Is Your City Killing You? The WHO Just Dropped a Bombshell Guide on Urban Health (Spoiler: It’s Not Just Air Pollution)
¿Te está matando tu ciudad? La OMS acaba de lanzar una guía explosiva sobre la salud urbana (y no es solo la contaminación del aire)

La OMS acaba de lanzar una guía estratégica que básicamente dice: las ciudades son la nueva primera línea de salud pública; y para ser honestos, muchos ya estamos perdiendo la batalla. Casi el 70% de la humanidad vivirá en ciudades para 2050, pero en lugar de convertirse en motores de equidad, muchas se han vuelto focos de enfermedad, desigualdad y desastres climáticos.
Lo más impactante es que incluso en ciudades que presumen de políticas verdes, hay barrios donde la gente vive en asentamientos informales: sin agua potable, con riesgos constantes de inundación y diferencias de esperanza de vida de hasta 14 años. Esto no es solo un tema de salud; es un asunto moral. Y por fin, la guía lo trata como tal.
Genial, otra guía bonita de la OMS. Apoyo totalmente la equidad, pero sin políticas vinculantes y grandes cambios presupuestarios, esto es solo teatro urbano. A los alcaldes les encantan los cinturones verdes brillantes y carriles bici, pero ignoran que los asentamientos son riesgos políticos: demasiado pobres, demasiado excluidos. Hasta que no arreglemos la gobernanza, todo esto será solo papel tapiz reconfortante.

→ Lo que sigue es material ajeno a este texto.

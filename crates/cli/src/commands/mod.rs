pub mod chat;
pub mod init;
pub mod serve;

En realidad, esta guía es importante: promueve la integración de datos entre sectores. Imagina que las bases de datos de salud pública, transporte y vivienda puedan comunicarse entre sí. Así se detectan las desigualdades a tiempo. Por una vez, no solo contamos ambulancias después del accidente.
He trabajado en Makassar y Coímbra; ver el diseño comunitario en acción cambió completamente mi enfoque. Cuando los vecinos mapean ellos mismos los riesgos de inundación, no son solo participantes: son líderes. ¿Y sus soluciones? Mucho más efectivas que cualquier plan maestro impuesto desde arriba.

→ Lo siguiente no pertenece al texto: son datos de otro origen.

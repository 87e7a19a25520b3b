//! `agentry init` — Write the default configuration.

use agentry_config::AppConfig;

pub async fn run(force: bool) -> Result<(), Box<dyn std::error::Error>> {
    let config_dir = AppConfig::config_dir();
    let config_path = config_dir.join("config.toml");

    if !config_dir.exists() {
        std::fs::create_dir_all(&config_dir)?;
        println!("Created config directory: {}", config_dir.display());
    }

    if config_path.exists() && !force {
        println!("Config already exists at: {}", config_path.display());
        println!("   Edit it manually or re-run with --force.");
        return Ok(());
    }

    std::fs::write(&config_path, AppConfig::default_toml())?;
    println!("Created config.toml at: {}", config_path.display());
    println!();
    println!("Next steps:");
    println!("   1. Add your API key to {} (or set AGENTRY_API_KEY)", config_path.display());
    println!("   2. Point [tools] at your project, knowledge and search services");
    println!("   3. Run: agentry chat -m \"hello\"");

    Ok(())
}
//! Persistence backends for Agentry.
//!
//! Both backends implement `agentry_core::ChatStore`. Creation timestamps
//! are strictly increasing per process so "created before" filters never
//! confuse two records written in the same instant.

pub mod in_memory;

#[cfg(feature = "sqlite")]
pub mod sqlite;

pub use in_memory::InMemoryStore;

#[cfg(feature = "sqlite")]
pub use sqlite::SqliteStore;

use chrono::{DateTime, Duration, Utc};
use std::sync::Mutex;

/// Hands out timestamps that never repeat or go backwards.
#[derive(Debug, Default)]
pub(crate) struct MonotonicClock {
    last: Mutex<Option<DateTime<Utc>>>,
}

impl MonotonicClock {
    pub(crate) fn now(&self) -> DateTime<Utc> {
        // microsecond resolution matches what the SQLite backend stores
        let now = truncate_micros(Utc::now());
        let mut last = self.last.lock().unwrap_or_else(|e| e.into_inner());
        let next = match *last {
            Some(prev) if now <= prev => prev + Duration::microseconds(1),
            _ => now,
        };
        *last = Some(next);
        next
    }
}

pub(crate) fn truncate_micros(t: DateTime<Utc>) -> DateTime<Utc> {
    DateTime::from_timestamp_micros(t.timestamp_micros()).unwrap_or(t)
}

#[cfg(test)]
mod tests {
    use super::*;

    #[test]
    fn clock_is_strictly_increasing() {
        let clock = MonotonicClock::default();
        let mut prev = clock.now();
        for _ in 0..1000 {
            let next = clock.now();
            assert!(next > prev);
            prev = next;
        }
    }
}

Respeto al trabajo comunitario en Dandora, pero seamos realistas: ninguna innovación desde abajo sobrevive sin financiamiento. Necesitamos que los presupuestos municipales reflejen realmente estas prioridades, no solo subvenciones simbólicas.
Es impactante que diseñemos ciudades inteligentes con IA mientras millones viven sin fontanería. ¿Qué tan 'inteligente' es una ciudad que deja que la gente se ahogue en inundaciones cada monzón? La élite tecnológica debería repensar sus prioridades.
Esta guía es un marco, no una solución mágica. Pero los marcos importan: crean un lenguaje común. Cuando el departamento de vivienda habla con el ministerio de salud usando la misma evidencia, así empieza a cambiar la política. El cambio es lento, pero viene.
Me recuerda cómo el cólera transformó Londres en la década de 1850. Hizo falta una crisis, y una figura visionaria como John Snow, para vincular por fin la enfermedad con la infraestructura urbana. La crisis de hoy es el clima y la desigualdad. ¿Necesitaremos otro desastre para actuar? ¿O por fin podemos ser proactivos?
A los escépticos: sí, es una guía, no una ley. Pero todo gran cambio empieza con una visión compartida. ¿Recuerdan cuando se burlaban del ciclismo en las ciudades? Ahora es política oficial. Dejemos de esperar la próxima pandemia para despertarnos.